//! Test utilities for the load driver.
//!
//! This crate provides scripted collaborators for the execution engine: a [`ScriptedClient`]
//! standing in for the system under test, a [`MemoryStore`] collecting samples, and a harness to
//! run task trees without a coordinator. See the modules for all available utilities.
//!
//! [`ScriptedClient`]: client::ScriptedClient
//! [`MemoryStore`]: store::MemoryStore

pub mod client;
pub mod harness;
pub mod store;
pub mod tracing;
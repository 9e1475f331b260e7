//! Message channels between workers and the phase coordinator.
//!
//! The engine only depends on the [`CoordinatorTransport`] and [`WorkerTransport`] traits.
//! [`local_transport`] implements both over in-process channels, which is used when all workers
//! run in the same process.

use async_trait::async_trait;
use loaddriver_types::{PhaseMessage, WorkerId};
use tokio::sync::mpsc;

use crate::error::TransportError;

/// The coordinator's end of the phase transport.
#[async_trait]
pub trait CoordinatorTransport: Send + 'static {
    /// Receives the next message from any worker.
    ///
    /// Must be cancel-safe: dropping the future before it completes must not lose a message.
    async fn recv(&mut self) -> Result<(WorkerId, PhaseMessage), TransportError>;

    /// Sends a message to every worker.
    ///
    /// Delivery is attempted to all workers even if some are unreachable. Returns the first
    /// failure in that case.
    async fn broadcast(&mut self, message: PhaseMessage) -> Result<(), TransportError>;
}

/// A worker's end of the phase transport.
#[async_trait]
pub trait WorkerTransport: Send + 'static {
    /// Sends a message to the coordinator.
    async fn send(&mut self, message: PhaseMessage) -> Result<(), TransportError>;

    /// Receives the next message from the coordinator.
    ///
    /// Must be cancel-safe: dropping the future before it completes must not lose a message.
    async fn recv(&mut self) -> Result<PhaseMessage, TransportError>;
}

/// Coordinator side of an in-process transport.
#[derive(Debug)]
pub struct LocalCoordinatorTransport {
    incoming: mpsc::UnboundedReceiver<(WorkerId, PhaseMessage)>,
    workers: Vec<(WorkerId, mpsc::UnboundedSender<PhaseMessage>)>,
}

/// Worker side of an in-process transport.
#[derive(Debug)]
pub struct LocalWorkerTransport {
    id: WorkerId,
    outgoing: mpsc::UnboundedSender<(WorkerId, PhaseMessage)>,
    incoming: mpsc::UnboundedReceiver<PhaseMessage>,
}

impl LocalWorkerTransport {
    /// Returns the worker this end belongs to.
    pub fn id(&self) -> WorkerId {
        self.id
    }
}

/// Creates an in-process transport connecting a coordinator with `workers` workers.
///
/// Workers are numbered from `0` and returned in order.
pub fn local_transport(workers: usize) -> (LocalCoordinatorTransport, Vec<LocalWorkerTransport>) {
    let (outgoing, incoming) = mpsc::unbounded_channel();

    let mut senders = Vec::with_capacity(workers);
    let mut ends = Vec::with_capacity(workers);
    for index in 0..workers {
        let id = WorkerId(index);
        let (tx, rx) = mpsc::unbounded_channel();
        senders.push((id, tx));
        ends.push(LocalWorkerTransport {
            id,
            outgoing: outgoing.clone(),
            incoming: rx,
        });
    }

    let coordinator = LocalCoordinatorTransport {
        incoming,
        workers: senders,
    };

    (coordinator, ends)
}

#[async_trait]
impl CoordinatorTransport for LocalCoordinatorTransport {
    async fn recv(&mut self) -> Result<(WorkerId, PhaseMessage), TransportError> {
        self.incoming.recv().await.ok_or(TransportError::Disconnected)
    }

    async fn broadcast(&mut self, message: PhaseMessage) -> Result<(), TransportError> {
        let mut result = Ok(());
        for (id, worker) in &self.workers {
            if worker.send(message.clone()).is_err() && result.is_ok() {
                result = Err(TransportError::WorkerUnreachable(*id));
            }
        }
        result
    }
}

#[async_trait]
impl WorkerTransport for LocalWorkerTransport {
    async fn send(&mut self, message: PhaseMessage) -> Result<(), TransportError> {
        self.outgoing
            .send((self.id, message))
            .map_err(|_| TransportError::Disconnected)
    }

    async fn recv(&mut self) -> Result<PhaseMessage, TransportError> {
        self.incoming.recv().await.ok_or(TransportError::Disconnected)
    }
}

☆ ☆ ☆ ☆ ☆

What to produce:
Restate, word for word and with nothing added, the lines from the first line of the listing through the one where "when all workers" stands.

Answer box:
//! Test utilities for the load driver.
//!
//! This crate provides scripted collaborators for the execution engine: a [`ScriptedClient`]
//! standing in for the system under test, a [`MemoryStore`] collecting samples, and a harness to
//! run task trees without a coordinator. See the modules for all available utilities.
//!
//! [`ScriptedClient`]: client::ScriptedClient
//! [`MemoryStore`]: store::MemoryStore

pub mod client;
pub mod harness;
pub mod store;
pub mod tracing;
repository 9e1475f331b260e7
//! Message channels between workers and the phase coordinator.
//!
//! The engine only depends on the [`CoordinatorTransport`] and [`WorkerTransport`] traits.
//! [`local_transport`] implements both over in-process channels, which is used when all workers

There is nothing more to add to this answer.